---- Supplied material
//! AST-based invariant detection (not regex).

use drift_core::types::collections::FxHashMap;

use super::types::{Constraint, ConstraintViolation, InvariantType, VerificationResult};

/// Detects invariant violations using AST-based analysis.
///
/// Unlike v1's regex approach, this uses parsed function/class/import data
/// from the analysis engine to verify constraints structurally.
pub struct InvariantDetector {
    /// Parsed function names per file.
    functions: FxHashMap<String, Vec<FunctionInfo>>,
    /// Parsed import relationships.
    imports: FxHashMap<String, Vec<String>>,
    /// File sizes (line counts).
    file_sizes: FxHashMap<String, u32>,
}

/// Minimal function info for constraint checking.
#[derive(Debug, Clone)]
pub struct FunctionInfo {
    pub name: String,
    pub line: u32,
    pub is_exported: bool,
}

impl InvariantDetector {
    pub fn new() -> Self {
        Self {
            functions: FxHashMap::default(),
            imports: FxHashMap::default(),
            file_sizes: FxHashMap::default(),
        }
    }

    /// Register parsed data for a file.
    pub fn add_file(
        &mut self,
        file: &str,
        functions: Vec<FunctionInfo>,
        imports: Vec<String>,
        line_count: u32,
    ) {
        self.functions.insert(file.to_string(), functions);
        self.imports.insert(file.to_string(), imports);
        self.file_sizes.insert(file.to_string(), line_count);
    }

    /// Verify a constraint against the registered codebase data.
    pub fn verify(&self, constraint: &Constraint) -> VerificationResult {
        if !constraint.enabled {
            return VerificationResult {
                constraint_id: constraint.id.clone(),
                passed: true,
                violations: vec![],
            };
        }

        let violations = match constraint.invariant_type {
            InvariantType::MustExist => self.check_must_exist(constraint),
            InvariantType::MustNotExist => self.check_must_not_exist(constraint),
            InvariantType::MustPrecede => self.check_must_precede(constraint),
            InvariantType::NamingConvention => self.check_naming_convention(constraint),
            InvariantType::DependencyDirection => self.check_dependency_direction(constraint),
            InvariantType::LayerBoundary => self.check_layer_boundary(constraint),
            InvariantType::SizeLimit => self.check_size_limit(constraint),
            InvariantType::ComplexityLimit => self.check_complexity_limit(constraint),
            InvariantType::MustColocate => self.check_must_colocate(constraint),
            InvariantType::MustSeparate => self.check_must_separate(constraint),
            InvariantType::MustFollow => self.check_must_follow(constraint),
            InvariantType::DataFlow => vec![], // Requires call graph — deferred to Phase 6
        };

        VerificationResult {
            constraint_id: constraint.id.clone(),
            passed: violations.is_empty(),
            violations,
        }
    }

    fn check_must_exist(&self, constraint: &Constraint) -> Vec<ConstraintViolation> {
        let target = &constraint.target;
        let found = self.functions.values().any(|fns| {
            fns.iter().any(|f| f.name == *target)
        });
        if found {
            vec![]
        } else {
            vec![ConstraintViolation {
                file: String::new(),
                line: None,
                message: format!("Required symbol '{}' not found in codebase", target),
                expected: format!("Symbol '{}' exists", target),
                actual: "Not found".to_string(),
            }]
        }
    }

    fn check_must_not_exist(&self, constraint: &Constraint) -> Vec<ConstraintViolation> {
        let target = &constraint.target;
        let mut violations = Vec::new();
        for (file, fns) in &self.functions {
            for f in fns {
                if f.name == *target {
                    violations.push(ConstraintViolation {
                        file: file.clone(),
                        line: Some(f.line),
                        message: format!("Forbidden symbol '{}' found", target),
                        expected: format!("Symbol '{}' does not exist", target),
                        actual: format!("Found at {}:{}", file, f.line),
                    });
                }
            }
        }
        violations
    }

    fn check_must_precede(&self, constraint: &Constraint) -> Vec<ConstraintViolation> {
        // Target format: "symbolA:symbolB" — A must appear before B in the same file
        let parts: Vec<&str> = constraint.target.split(':').collect();
        if parts.len() != 2 {
            return vec![];
        }
        let (a, b) = (parts[0], parts[1]);
        let mut violations = Vec::new();

        for (file, fns) in &self.functions {
            let pos_a = fns.iter().find(|f| f.name == a).map(|f| f.line);
            let pos_b = fns.iter().find(|f| f.name == b).map(|f| f.line);
            if let (Some(la), Some(lb)) = (pos_a, pos_b) {
                if la >= lb {
                    violations.push(ConstraintViolation {
                        file: file.clone(),
                        line: Some(la),
                        message: format!("'{}' must appear before '{}'", a, b),
                        expected: format!("{} (line {}) before {} (line {})", a, la, b, lb),
                        actual: format!("{} at line {}, {} at line {}", a, la, b, lb),
                    });
                }
            }
        }
        violations
    }

    fn check_must_follow(&self, constraint: &Constraint) -> Vec<ConstraintViolation> {
        // Target format: "symbolA:symbolB" — A must appear after B
        let parts: Vec<&str> = constraint.target.split(':').collect();
        if parts.len() != 2 {
            return vec![];
        }
        let (a, b) = (parts[0], parts[1]);
        let mut violations = Vec::new();

        for (file, fns) in &self.functions {
            let pos_a = fns.iter().find(|f| f.name == a).map(|f| f.line);
            let pos_b = fns.iter().find(|f| f.name == b).map(|f| f.line);
            if let (Some(la), Some(lb)) = (pos_a, pos_b) {
                if la <= lb {
                    violations.push(ConstraintViolation {
                        file: file.clone(),
                        line: Some(la),
                        message: format!("'{}' must appear after '{}'", a, b),
                        expected: format!("{} after {}", a, b),
                        actual: format!("{} at line {}, {} at line {}", a, la, b, lb),
                    });
                }
            }
        }
        violations
    }

    fn check_naming_convention(&self, constraint: &Constraint) -> Vec<ConstraintViolation> {
        let convention = &constraint.target; // "camelCase", "snake_case", "PascalCase"
        let mut violations = Vec::new();

        let files = self.scoped_files(constraint.scope.as_deref());
        for file in files {
            if let Some(fns) = self.functions.get(file) {
                for f in fns {
                    if !matches_convention(&f.name, convention) {
                        violations.push(ConstraintViolation {
                            file: file.to_string(),
                            line: Some(f.line),
                            message: format!(
                                "Function '{}' does not follow {} convention",
                                f.name, convention
                            ),
                            expected: format!("{} naming", convention),
                            actual: f.name.clone(),
                        });
                    }
                }
            }
        }
        violations
    }

    fn check_dependency_direction(&self, constraint: &Constraint) -> Vec<ConstraintViolation> {
        // Target format: "moduleA->moduleB" — A may depend on B, but B must not depend on A
        let parts: Vec<&str> = constraint.target.split("->").collect();
        if parts.len() != 2 {
            return vec![];
        }
        let (allowed_src, allowed_dst) = (parts[0].trim(), parts[1].trim());
        let mut violations = Vec::new();

        // Check if the reverse dependency exists
        for (file, imports) in &self.imports {
            if file.starts_with(allowed_dst) {
                for import in imports {
                    if import.starts_with(allowed_src) {
                        violations.push(ConstraintViolation {
                            file: file.clone(),
                            line: None,
                            message: format!(
                                "Reverse dependency: '{}' imports from '{}' (only {} -> {} allowed)",
                                file, import, allowed_src, allowed_dst
                            ),
                            expected: format!("No imports from {} to {}", allowed_dst, allowed_src),
                            actual: format!("{} imports {}", file, import),
                        });
                    }
                }
            }
        }
        violations
    }

    fn check_layer_boundary(&self, constraint: &Constraint) -> Vec<ConstraintViolation> {
        // Target format: "ui!->db" — ui layer must not import from db layer
        let parts: Vec<&str> = constraint.target.split("!->").collect();
        if parts.len() != 2 {
            return vec![];
        }
        let (forbidden_src, forbidden_dst) = (parts[0].trim(), parts[1].trim());
        let mut violations = Vec::new();

        for (file, imports) in &self.imports {
            if file.contains(forbidden_src) {
                for import in imports {
                    if import.contains(forbidden_dst) {
                        violations.push(ConstraintViolation {
                            file: file.clone(),
                            line: None,
                            message: format!(
                                "Layer violation: '{}' imports from forbidden layer '{}'",
                                file, forbidden_dst
                            ),
                            expected: format!("No imports from {} to {}", forbidden_src, forbidden_dst),
                            actual: format!("{} imports {}", file, import),
                        });
                    }
                }
            }
        }
        violations
    }

    fn check_size_limit(&self, constraint: &Constraint) -> Vec<ConstraintViolation> {
        let limit: u32 = constraint.target.parse().unwrap_or(500);
        let mut violations = Vec::new();

        let files = self.scoped_files(constraint.scope.as_deref());
        for file in files {
            if let Some(&size) = self.file_sizes.get(file) {
                if size > limit {
                    violations.push(ConstraintViolation {
                        file: file.to_string(),
                        line: None,
                        message: format!("File exceeds size limit: {} lines (max {})", size, limit),
                        expected: format!("<= {} lines", limit),
                        actual: format!("{} lines", size),
                    });
                }
            }
        }
        violations
    }

    fn check_complexity_limit(&self, constraint: &Constraint) -> Vec<ConstraintViolation> {
        // Simplified: check function count per file as a proxy for complexity
        let limit: usize = constraint.target.parse().unwrap_or(20);
        let mut violations = Vec::new();

        let files = self.scoped_files(constraint.scope.as_deref());
        for file in files {
            if let Some(fns) = self.functions.get(file) {
                if fns.len() > limit {
                    violations.push(ConstraintViolation {
                        file: file.to_string(),
                        line: None,
                        message: format!(
                            "File has {} functions (max {})",
                            fns.len(),
                            limit
                        ),
                        expected: format!("<= {} functions", limit),
                        actual: format!("{} functions", fns.len()),
                    });
                }
            }
        }
        violations
    }

    fn check_must_colocate(&self, constraint: &Constraint) -> Vec<ConstraintViolation> {
        // Target: "symbolA:symbolB" — both must be in the same file
        let parts: Vec<&str> = constraint.target.split(':').collect();
        if parts.len() != 2 {
            return vec![];
        }
        let (a, b) = (parts[0], parts[1]);

        let file_a = self.find_symbol_file(a);
        let file_b = self.find_symbol_file(b);

        match (file_a, file_b) {
            (Some(fa), Some(fb)) if fa != fb => {
                vec![ConstraintViolation {
                    file: fa.clone(),
                    line: None,
                    message: format!("'{}' and '{}' must be colocated", a, b),
                    expected: "Both in same file".to_string(),
                    actual: format!("{} in {}, {} in {}", a, fa, b, fb),
                }]
            }
            _ => vec![],
        }
    }

    fn check_must_separate(&self, constraint: &Constraint) -> Vec<ConstraintViolation> {
        // Target: "symbolA:symbolB" — must be in different files
        let parts: Vec<&str> = constraint.target.split(':').collect();
        if parts.len() != 2 {
            return vec![];
        }
        let (a, b) = (parts[0], parts[1]);

        let file_a = self.find_symbol_file(a);
        let file_b = self.find_symbol_file(b);

        match (file_a, file_b) {
            (Some(fa), Some(fb)) if fa == fb => {
                vec![ConstraintViolation {
                    file: fa.clone(),
                    line: None,
                    message: format!("'{}' and '{}' must be in separate files", a, b),
                    expected: "Different files".to_string(),
                    actual: format!("Both in {}", fa),
                }]
            }
            _ => vec![],
        }
    }

    fn find_symbol_file(&self, symbol: &str) -> Option<String> {
        for (file, fns) in &self.functions {
            if fns.iter().any(|f| f.name == symbol) {
                return Some(file.clone());
            }
        }
        None
    }

    fn scoped_files<'a>(&'a self, scope: Option<&str>) -> Vec<&'a str> {
        match scope {
            Some(pattern) => self
                .functions
                .keys()
                .filter(|f| f.contains(pattern))
                .map(|s| s.as_str())
                .collect(),
            None => self.functions.keys().map(|s| s.as_str()).collect(),
        }
    }
}

impl Default for InvariantDetector {
    fn default() -> Self {
        Self::new()
    }
}

/// Check if a name matches a naming convention.
fn matches_convention(name: &str, convention: &str) -> bool {
    if name.is_empty() {
        return true;
    }
    match convention {
        "camelCase" => {
            let first = name.chars().next().unwrap();
            first.is_lowercase() && !name.contains('_')
        }
        "snake_case" => {
            name.chars().all(|c| c.is_lowercase() || c.is_ascii_digit() || c == '_')
        }
        "PascalCase" => {
            let first = name.chars().next().unwrap();
            first.is_uppercase() && !name.contains('_')
        }
        "SCREAMING_SNAKE_CASE" => {
            name.chars().all(|c| c.is_uppercase() || c.is_ascii_digit() || c == '_')
        }
        _ => true, // Unknown convention — pass
    }
}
--------
• Problem to work on:
Start at the first line of the data above. Stop after the line containing "registered codebase data.", reproducing each line exactly and adding nothing.

• Output below:
//! AST-based invariant detection (not regex).

use drift_core::types::collections::FxHashMap;

use super::types::{Constraint, ConstraintViolation, InvariantType, VerificationResult};

/// Detects invariant violations using AST-based analysis.
///
/// Unlike v1's regex approach, this uses parsed function/class/import data
/// from the analysis engine to verify constraints structurally.
pub struct InvariantDetector {
    /// Parsed function names per file.
    functions: FxHashMap<String, Vec<FunctionInfo>>,
    /// Parsed import relationships.
    imports: FxHashMap<String, Vec<String>>,
    /// File sizes (line counts).
    file_sizes: FxHashMap<String, u32>,
}

/// Minimal function info for constraint checking.
#[derive(Debug, Clone)]
pub struct FunctionInfo {
    pub name: String,
    pub line: u32,
    pub is_exported: bool,
}

impl InvariantDetector {
    pub fn new() -> Self {
        Self {
            functions: FxHashMap::default(),
            imports: FxHashMap::default(),
            file_sizes: FxHashMap::default(),
        }
    }

    /// Register parsed data for a file.
    pub fn add_file(
        &mut self,
        file: &str,
        functions: Vec<FunctionInfo>,
        imports: Vec<String>,
        line_count: u32,
    ) {
        self.functions.insert(file.to_string(), functions);
        self.imports.insert(file.to_string(), imports);
        self.file_sizes.insert(file.to_string(), line_count);
    }

    /// Verify a constraint against the registered codebase data.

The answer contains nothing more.